Parameter Efficient Continual Learning with Dynamic Low-Rank Adaptation
This addresses catastrophic forgetting for continual learning practitioners, offering a parameter-efficient solution, but it is incremental as it builds on existing low-rank adaptation methods.
The paper tackles the problem of catastrophic forgetting in continual learning by introducing PEARL, a rehearsal-free framework that uses dynamic rank allocation for low-rank adapters, and shows it outperforms baselines by a large margin across multiple vision architectures and scenarios.
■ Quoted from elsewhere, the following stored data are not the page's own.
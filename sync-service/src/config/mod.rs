//! Configuration module for sync-service.

use secrecy::Secret;
use service_core::config as core_config;
use service_core::error::AppError;
use std::env;
use std::time::Duration;

#[derive(Debug, Clone)]
pub struct SyncServiceConfig {
    pub common: core_config::Config,
    pub service_name: String,
    pub log_level: String,
    pub store: StoreConfig,
    pub payment_api: PaymentApiConfig,
    pub sync: SyncConfig,
    pub workers: WorkerConfig,
    pub import: ImportConfig,
    pub auth: AuthConfig,
}

#[derive(Debug, Clone, Copy, PartialEq, Eq)]
pub enum StoreBackend {
    Postgres,
    Memory,
}

impl StoreBackend {
    pub fn parse(value: &str) -> Result<Self, AppError> {
        match value.trim().to_ascii_lowercase().as_str() {
            "postgres" | "postgresql" => Ok(Self::Postgres),
            "memory" => Ok(Self::Memory),
            other => Err(AppError::ConfigError(anyhow::anyhow!(
                "Unknown STORE_BACKEND '{}'",
                other
            ))),
        }
    }
}

#[derive(Debug, Clone)]
pub struct StoreConfig {
    pub backend: StoreBackend,
    pub database: Option<DatabaseConfig>,
}

#[derive(Debug, Clone)]
pub struct DatabaseConfig {
    pub url: String,
    pub max_connections: u32,
    pub min_connections: u32,
}

#[derive(Debug, Clone)]
pub struct PaymentApiConfig {
    /// Source name runs and records are keyed by.
    pub source: String,
    pub base_url: String,
    pub client_id: String,
    pub client_secret: Secret<String>,
    pub page_size: u32,
    pub max_window_days: u32,
    pub end_date_safety_secs: u64,
    pub request_timeout_secs: u64,
    pub max_retries: u32,
    pub initial_backoff_ms: u64,
}

impl PaymentApiConfig {
    pub fn request_timeout(&self) -> Duration {
        Duration::from_secs(self.request_timeout_secs)
    }
}

#[derive(Debug, Clone)]
pub struct SyncConfig {
    pub stale_threshold_minutes: i64,
    pub invocation_budget_secs: u64,
    pub upsert_batch_size: usize,
    pub default_lookback_days: i64,
    pub pause_poll_secs: u64,
}

#[derive(Debug, Clone)]
pub struct WorkerConfig {
    pub enabled: bool,
    pub worker_count: usize,
    pub queue_size: usize,
}

#[derive(Debug, Clone)]
pub struct ImportConfig {
    pub staging_batch_size: usize,
    pub merge_page_size: i64,
    pub merge_retry_max_elapsed_secs: u64,
}

#[derive(Debug, Clone)]
pub struct AuthConfig {
    /// `label:key` pairs; empty disables request verification.
    pub api_keys: Vec<(String, Secret<String>)>,
}

fn env_or<T: std::str::FromStr>(key: &str, default: T) -> T {
    env::var(key)
        .ok()
        .and_then(|s| s.parse().ok())
        .unwrap_or(default)
}

/// Parse `label:key,label2:key2`. A bare key gets its position as label.
pub fn parse_api_keys(raw: &str) -> Vec<(String, Secret<String>)> {
    raw.split(',')
        .map(str::trim)
        .filter(|entry| !entry.is_empty())
        .enumerate()
        .map(|(i, entry)| match entry.split_once(':') {
            Some((label, key)) => (label.trim().to_string(), Secret::new(key.trim().to_string())),
            None => (format!("key-{}", i), Secret::new(entry.to_string())),
        })
        .collect()
}

impl SyncServiceConfig {
    pub fn from_env() -> Result<Self, AppError> {
        let common = core_config::Config::load()?;

        let backend = StoreBackend::parse(
            &env::var("STORE_BACKEND").unwrap_or_else(|_| "postgres".to_string()),
        )?;
        let database = match backend {
            StoreBackend::Postgres => Some(DatabaseConfig {
                url: env::var("DATABASE_URL").map_err(|_| {
                    AppError::ConfigError(anyhow::anyhow!("DATABASE_URL is required"))
                })?,
                max_connections: env_or("DATABASE_MAX_CONNECTIONS", 10),
                min_connections: env_or("DATABASE_MIN_CONNECTIONS", 2),
            }),
            StoreBackend::Memory => None,
        };

        Ok(Self {
            common,
            service_name: env::var("SERVICE_NAME").unwrap_or_else(|_| "sync-service".to_string()),
            log_level: env::var("LOG_LEVEL").unwrap_or_else(|_| "info".to_string()),
            store: StoreConfig { backend, database },
            payment_api: PaymentApiConfig {
                source: env::var("PAYMENT_API_SOURCE")
                    .unwrap_or_else(|_| "payment_gateway".to_string()),
                base_url: env::var("PAYMENT_API_BASE_URL").map_err(|_| {
                    AppError::ConfigError(anyhow::anyhow!("PAYMENT_API_BASE_URL is required"))
                })?,
                client_id: env::var("PAYMENT_API_CLIENT_ID").unwrap_or_default(),
                client_secret: Secret::new(
                    env::var("PAYMENT_API_CLIENT_SECRET").unwrap_or_default(),
                ),
                page_size: env_or("PAYMENT_API_PAGE_SIZE", 100),
                max_window_days: env_or("PAYMENT_API_MAX_WINDOW_DAYS", 31),
                end_date_safety_secs: env_or("PAYMENT_API_END_DATE_SAFETY_SECS", 300),
                request_timeout_secs: env_or("PAYMENT_API_REQUEST_TIMEOUT_SECS", 30),
                max_retries: env_or("PAYMENT_API_MAX_RETRIES", 3),
                initial_backoff_ms: env_or("PAYMENT_API_INITIAL_BACKOFF_MS", 250),
            },
            sync: SyncConfig {
                stale_threshold_minutes: env_or("SYNC_STALE_THRESHOLD_MINUTES", 15),
                invocation_budget_secs: env_or("SYNC_INVOCATION_BUDGET_SECS", 25),
                upsert_batch_size: env_or("SYNC_UPSERT_BATCH_SIZE", 500),
                default_lookback_days: env_or("SYNC_DEFAULT_LOOKBACK_DAYS", 90),
                pause_poll_secs: env_or("SYNC_PAUSE_POLL_SECS", 10),
            },
            workers: WorkerConfig {
                enabled: env_or("SYNC_WORKERS_ENABLED", true),
                worker_count: env_or("SYNC_WORKER_COUNT", 2),
                queue_size: env_or("SYNC_QUEUE_SIZE", 64),
            },
            import: ImportConfig {
                staging_batch_size: env_or("IMPORT_STAGING_BATCH_SIZE", 500),
                merge_page_size: env_or("IMPORT_MERGE_PAGE_SIZE", 1000),
                merge_retry_max_elapsed_secs: env_or("IMPORT_MERGE_RETRY_MAX_ELAPSED_SECS", 30),
            },
            auth: AuthConfig {
                api_keys: parse_api_keys(&env::var("AUTH_API_KEYS").unwrap_or_default()),
            },
        })
    }
}

#[cfg(test)]
mod tests {
    use super::*;
    use secrecy::ExposeSecret;

    #[test]
    fn api_keys_are_parsed_with_labels() {
        let keys = parse_api_keys("ops:abc, cron:def ,,xyz");
        assert_eq!(keys.len(), 3);
        assert_eq!(keys[0].0, "ops");
        assert_eq!(keys[0].1.expose_secret(), "abc");
        assert_eq!(keys[1].0, "cron");
        assert_eq!(keys[2].0, "key-2");
        assert_eq!(keys[2].1.expose_secret(), "xyz");
        assert!(parse_api_keys("").is_empty());
    }

    #[test]
    fn store_backend_parsing() {
        assert_eq!(StoreBackend::parse("Memory").unwrap(), StoreBackend::Memory);
        assert_eq!(StoreBackend::parse("postgres").unwrap(), StoreBackend::Postgres);
        assert!(StoreBackend::parse("sqlite").is_err());
    }
}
Catastrophic forgetting has remained a critical challenge for deep neural networks in Continual Learning (CL) as it undermines consolidated knowledge when learning new tasks. Parameter efficient fine tuning CL techniques are gaining traction for their effectiveness in addressing catastrophic forgetting with a lightweight training schedule while avoiding degradation of consolidated knowledge in pre-trained models. However, low rank adapters (LoRA) in these approaches are highly sensitive to rank selection which can lead to sub-optimal resource allocation and performance. To this end, we introduce PEARL, a rehearsal-free CL framework that entails dynamic rank allocation for LoRA components during CL training. Specifically, PEARL leverages reference task weights and adaptively determines the rank of task-specific LoRA components based on the current tasks' proximity to reference task weights in parameter space. To demonstrate the versatility of PEARL, we evaluate it across three vision architectures (ResNet, Separable Convolutional Network and Vision Transformer) and a multitude of CL scenarios, and show that PEARL outperforms all considered baselines by a large margin.